Our Transactional Digital Services program continued to replace our legacy Business to Business platform with a more modern application programming interface (API) foundation that covers over 96 per cent of IP rights transaction types. This introduced several open data APIs that enable our customers and stakeholders to access our IP right search systems more efficiently.

The Program has now commenced the iterative replacement of our eServices with the focus on delivering a modern and efficient customer-centric digital experience.

We trialled the award-winning Smart Trade Mark platform, which enables brands to better protect themselves against counterfeits and misuse of their IP. It connects our customers directly to the Australian Government’s trade mark register, so they can authenticate products and services related to their trade mark.

We also commenced a trial of a new Trust Badge application built on the Smart Trade Mark platform, which links a customer’s address to their trade mark and provides visual proof of authenticity for use in online marketplaces.

Policy and international engagement

In 2019–20, we undertook several policy initiatives, including expanding the Patent Analytics Hub service offering to include a patent landscape analysis in international-type searches, in line with Article 15(5) of the Patent Cooperation Treaty.

The Patent Analytics Hub also published a suite of products to help global researchers and decision makers identify critical knowledge and resources required for COVID-19 responses. This included interactive visualisations of relevant medical equipment, diagnostics tools, therapeutic products and vaccines.

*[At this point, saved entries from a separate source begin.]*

#![forbid(unsafe_code)]

//! Render-from-state.
//!
//! [`render`] turns the widget's state into a [`ComboboxView`]: the field
//! value, whether the popup is hidden, and one [`RowView`] per match with
//! its selected flag. It is a pure function; the combobox calls it after
//! every transition and hosts draw whatever it returns.
//!
//! Each part can also be flattened into ARIA attribute pairs, which is what
//! assistive technology would see on the equivalent DOM nodes.

use crate::config::ComboboxConfig;
use crate::filter::{MatchList, NO_RESULTS_LABEL, ReferenceList};
use crate::navigation::{Focus, NavState};

/// Borrowed widget state consumed by [`render`].
#[derive(Debug, Clone, Copy)]
pub struct ComboboxParts<'a> {
    /// Configuration (ids, placeholder, popup height).
    pub config: &'a ComboboxConfig,
    /// The reference list.
    pub reference: &'a ReferenceList,
    /// Current field text.
    pub text: &'a str,
    /// Match list derived from `text`.
    pub matches: &'a MatchList,
    /// Navigation state.
    pub state: NavState,
    /// Logical focus.
    pub focus: Focus,
    /// First popup row inside the scroll window.
    pub scroll_offset: usize,
}

/// What kind of popup row this is.
#[derive(Debug, Clone, Copy, PartialEq, Eq)]
pub enum RowKind {
    /// A reference entry that can be highlighted and committed.
    Option,
    /// The "No results" sentinel.
    NoResults,
}

/// One popup row.
#[derive(Debug, Clone, PartialEq, Eq)]
pub struct RowView {
    /// Element id (`{id}-option-{n}`).
    pub id: String,
    /// Display text.
    pub text: String,
    /// True iff this row is the highlighted one.
    pub selected: bool,
    /// Option or sentinel.
    pub kind: RowKind,
}

impl RowView {
    /// ARIA attributes for the row.
    pub fn attributes(&self) -> Vec<(&'static str, String)> {
        let mut attrs = vec![
            ("id", self.id.clone()),
            ("role", "option".to_string()),
            ("aria-selected", self.selected.to_string()),
        ];
        if self.kind == RowKind::NoResults {
            attrs.push(("aria-disabled", "true".to_string()));
        }
        attrs
    }
}

/// The text field.
#[derive(Debug, Clone, PartialEq, Eq)]
pub struct InputView {
    /// Element id.
    pub id: String,
    /// Field value.
    pub value: String,
    /// Focus is inside the widget.
    pub focused: bool,
    /// Popup is visible.
    pub expanded: bool,
    /// Id of the highlighted row, if any.
    pub active_descendant: Option<String>,
    /// Placeholder text.
    pub placeholder: String,
    listbox_id: String,
}

impl InputView {
    /// ARIA attributes for the text field.
    ///
    /// `aria-activedescendant` is omitted while nothing is highlighted.
    pub fn attributes(&self) -> Vec<(&'static str, String)> {
        let mut attrs = vec![
            ("id", self.id.clone()),
            ("role", "combobox".to_string()),
            ("aria-autocomplete", "list".to_string()),
            ("aria-expanded", self.expanded.to_string()),
            ("aria-controls", self.listbox_id.clone()),
            ("aria-owns", self.listbox_id.clone()),
        ];
        if let Some(active) = &self.active_descendant {
            attrs.push(("aria-activedescendant", active.clone()));
        }
        attrs
    }
}

/// The popup list.
#[derive(Debug, Clone, PartialEq, Eq)]
pub struct ListboxView {
    /// Element id.
    pub id: String,
    /// Popup is hidden.
    pub hidden: bool,
    /// Every row of the current match list.
    pub rows: Vec<RowView>,
    /// First row inside the scroll window.
    pub scroll_offset: usize,
    /// Scroll window height.
    pub max_visible_rows: usize,
}

impl ListboxView {
    /// ARIA attributes for the popup container.
    pub fn attributes(&self) -> Vec<(&'static str, String)> {
        vec![
            ("id", self.id.clone()),
            ("role", "listbox".to_string()),
            ("hidden", self.hidden.to_string()),
        ]
    }

    /// Rows inside the scroll window. Empty while hidden.
    pub fn visible_rows(&self) -> &[RowView] {
        if self.hidden {
            return &[];
        }
        let start = self.scroll_offset.min(self.rows.len());
        let end = start.saturating_add(self.max_visible_rows).min(self.rows.len());
        &self.rows[start..end]
    }

    /// The highlighted row, if any.
    pub fn selected(&self) -> Option<(usize, &RowView)> {
        self.rows.iter().enumerate().find(|(_, row)| row.selected)
    }
}

/// Full view description.
#[derive(Debug, Clone, PartialEq, Eq)]
pub struct ComboboxView {
    /// Text field.
    pub input: InputView,
    /// Popup.
    pub listbox: ListboxView,
}

/// Produce the view for `parts`.
pub fn render(parts: &ComboboxParts<'_>) -> ComboboxView {
    let config = parts.config;
    let highlighted = parts.state.highlighted();

    let rows = match parts.matches {
        MatchList::Matches(hits) => hits
            .iter()
            .enumerate()
            .map(|(row, &entry)| RowView {
                id: config.option_id(row),
                text: parts.reference.get(entry).unwrap_or_default().to_string(),
                selected: highlighted == Some(row),
                kind: RowKind::Option,
            })
            .collect(),
        MatchList::NoResults => vec![RowView {
            id: config.option_id(0),
            text: NO_RESULTS_LABEL.to_string(),
            selected: false,
            kind: RowKind::NoResults,
        }],
    };

    let listbox_id = config.listbox_id();
    ComboboxView {
        input: InputView {
            id: config.id.clone(),
            value: parts.text.to_string(),
            focused: parts.focus.is_within(),
            expanded: parts.state.is_open(),
            active_descendant: highlighted.map(|row| config.option_id(row)),
            placeholder: config.placeholder.clone(),
            listbox_id: listbox_id.clone(),
        },
        listbox: ListboxView {
            id: listbox_id,
            hidden: !parts.state.is_open(),
            rows,
            scroll_offset: parts.scroll_offset,
            max_visible_rows: config.max_visible_rows.max(1),
        },
    }
}
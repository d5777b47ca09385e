#![forbid(unsafe_code)]

//! Integration tests: text snapshots of the rendered combobox.
//!
//! Run `BLESS=1 cargo test --package combo-harness` to create/update snapshots.

use combo_core::event::KeyCode;
use combo_harness::{Session, assert_snapshot};
use combo_widgets::ComboboxConfig;

fn typed(script: &str) -> Session {
    let mut session = Session::new();
    session.type_text(script).expect("valid script");
    session
}

// ============================================================================
// Closed
// ============================================================================

#[test]
fn snapshot_initial_closed() {
    let session = Session::new();
    assert_snapshot!("initial_closed", &session.view());
}

#[test]
fn snapshot_committed_closed() {
    let session = typed("united{downarrow}{enter}");
    assert_snapshot!("committed_closed", &session.view());
}

// ============================================================================
// Open
// ============================================================================

#[test]
fn snapshot_united_open() {
    let session = typed("united");
    assert_snapshot!("united_open", &session.view());
}

#[test]
fn snapshot_united_second_highlighted() {
    let session = typed("united{downarrow}{downarrow}");
    assert_snapshot!("united_second_highlighted", &session.view());
}

#[test]
fn snapshot_no_results() {
    let session = typed("xx");
    assert_snapshot!("no_results", &session.view());
}

#[test]
fn snapshot_scrolled_window() {
    let mut session = Session::with_config(ComboboxConfig::default().with_max_visible_rows(2));
    session.type_text("lia").expect("valid script");
    for _ in 0..3 {
        session.press(KeyCode::Down);
    }
    assert_snapshot!("lia_scrolled", &session.view());
}
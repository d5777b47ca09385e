#![forbid(unsafe_code)]

//! Filter engine.
//!
//! Matching is case-insensitive substring containment against a fixed,
//! ordered reference list. Results keep the reference order; there is no
//! ranking. A query that matches nothing produces the [`MatchList::NoResults`]
//! sentinel, which renders as exactly one "No results" row and can never be
//! highlighted.
//!
//! # Invariants
//!
//! 1. `Matches` indices are strictly ascending (reference order).
//! 2. `Matches` is never empty; zero matches is always `NoResults`.
//! 3. An empty query matches every entry.

/// Label of the single row shown when nothing matches.
pub const NO_RESULTS_LABEL: &str = "No results";

/// The fixed, ordered list of values the combobox offers.
///
/// Lowercased forms are computed once at construction so a keystroke costs
/// one substring scan per entry and no allocation per entry.
#[derive(Debug, Clone, Default)]
pub struct ReferenceList {
    entries: Vec<String>,
    folded: Vec<String>,
}

impl ReferenceList {
    /// Build from any sequence of strings. Order is preserved.
    pub fn new<I, S>(entries: I) -> Self
    where
        I: IntoIterator<Item = S>,
        S: Into<String>,
    {
        let entries: Vec<String> = entries.into_iter().map(Into::into).collect();
        let folded = entries.iter().map(|e| e.to_lowercase()).collect();
        Self { entries, folded }
    }

    /// Number of entries.
    pub fn len(&self) -> usize {
        self.entries.len()
    }

    /// True when the list has no entries.
    pub fn is_empty(&self) -> bool {
        self.entries.is_empty()
    }

    /// Entry at `index`.
    pub fn get(&self, index: usize) -> Option<&str> {
        self.entries.get(index).map(String::as_str)
    }

    /// Entries in reference order.
    pub fn iter(&self) -> impl Iterator<Item = &str> {
        self.entries.iter().map(String::as_str)
    }

    /// Exact, case-sensitive membership.
    pub fn contains_exact(&self, value: &str) -> bool {
        self.position_exact(value).is_some()
    }

    /// Index of the entry equal to `value`, case-sensitive.
    pub fn position_exact(&self, value: &str) -> Option<usize> {
        self.entries.iter().position(|e| e == value)
    }

    /// Compute the match list for `query`.
    pub fn filter(&self, query: &str) -> MatchList {
        let needle = query.to_lowercase();
        let hits: Vec<usize> = self
            .folded
            .iter()
            .enumerate()
            .filter(|(_, folded)| folded.contains(needle.as_str()))
            .map(|(i, _)| i)
            .collect();

        combo_core::trace!(query, matches = hits.len(), "filter recomputed");

        if hits.is_empty() {
            MatchList::NoResults
        } else {
            MatchList::Matches(hits)
        }
    }
}

impl<S: Into<String>> FromIterator<S> for ReferenceList {
    fn from_iter<I: IntoIterator<Item = S>>(iter: I) -> Self {
        Self::new(iter)
    }
}

/// Result of filtering: matching reference indices, or the sentinel.
#[derive(Debug, Clone, PartialEq, Eq)]
pub enum MatchList {
    /// Non-empty, ascending indices into the reference list.
    Matches(Vec<usize>),
    /// Nothing matched; rendered as a single "No results" row.
    NoResults,
}

impl MatchList {
    /// Rows the popup renders (the sentinel counts as one).
    pub fn row_count(&self) -> usize {
        match self {
            Self::Matches(hits) => hits.len(),
            Self::NoResults => 1,
        }
    }

    /// Rows that can be highlighted (zero for the sentinel).
    pub fn navigable_len(&self) -> usize {
        match self {
            Self::Matches(hits) => hits.len(),
            Self::NoResults => 0,
        }
    }

    /// True for the "No results" sentinel.
    pub fn is_sentinel(&self) -> bool {
        matches!(self, Self::NoResults)
    }

    /// Reference index shown at `row`, if that row is a real match.
    pub fn entry_index(&self, row: usize) -> Option<usize> {
        match self {
            Self::Matches(hits) => hits.get(row).copied(),
            Self::NoResults => None,
        }
    }

    /// Resolve the rows to display text.
    pub fn labels<'a>(&self, reference: &'a ReferenceList) -> Vec<&'a str> {
        match self {
            Self::Matches(hits) => hits.iter().filter_map(|&i| reference.get(i)).collect(),
            Self::NoResults => vec![NO_RESULTS_LABEL],
        }
    }
}

/// Case-insensitive substring test used by [`ReferenceList::filter`].
pub fn matches(entry: &str, query: &str) -> bool {
    entry.to_lowercase().contains(&query.to_lowercase())
}

/// Filter a plain slice without building a [`ReferenceList`].
pub fn filter<S: AsRef<str>>(query: &str, reference: &[S]) -> MatchList {
    let hits: Vec<usize> = reference
        .iter()
        .enumerate()
        .filter(|(_, entry)| matches(entry.as_ref(), query))
        .map(|(i, _)| i)
        .collect();
    if hits.is_empty() {
        MatchList::NoResults
    } else {
        MatchList::Matches(hits)
    }
}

We also undertook an exploratory review of Australia’s design economy and the role of design rights in incentivising design innovation, establishing evidence to inform potential changes to the design rights system. The findings of this research are available on our website.

The Intellectual Property Laws Amendment (Productivity Commission Response Part 2 and Other Measures) Act 2020 received Royal Assent on 26 February 2020. Under the Act, Australia’s second tier patent, the innovation patent, will be phased out starting from 26 August 2021. The Act also implements recommendations from the Productivity Commission’s report into the compulsory licensing of patents, including Crown use and its use in a pandemic, and makes minor amendments to streamline the operation of the IP system.

Technology and data

IP Australia’s data on filing trends for IP rights and on IP holdings in certain technologies contributed to national and international efforts aimed at monitoring and managing the impact of the pandemic on global economies. This data will form the basis for continued research in 2021.

We relocated the IP Australia data centre, which improves the reliability, flexibility and scalability of our data facilities while reducing the amount of infrastructure in operation. We also updated our data strategy and continued to improve TM-Link, the global trade mark database originally developed in partnership with Swinburne University of Technology and the University of Melbourne.

During 2019-20, the Patents Modernisation Initiative laid the foundations for our new patents management system, delivering a modern and user centric interface for examiners to view patent applications.

A flexible workforce for the future

IP Australia has undergone a significant program of cultural change through our Future Way of Working (FWOW) Program. In 2019-20 the final stages of construction works were delivered, and the Program was officially closed on 30 May 2020. The FWOW Program delivered contemporary physical workspaces and technology that enables an efficient, adaptable and sustainable workplace, increasing collaboration and productivity for our staff in activity-based working environments. The flexible working environment established by the FWOW Program aided IP Australia’s response to COVID-19, enabling our staff to effectively work from their homes during a challenging and potentially disruptive period.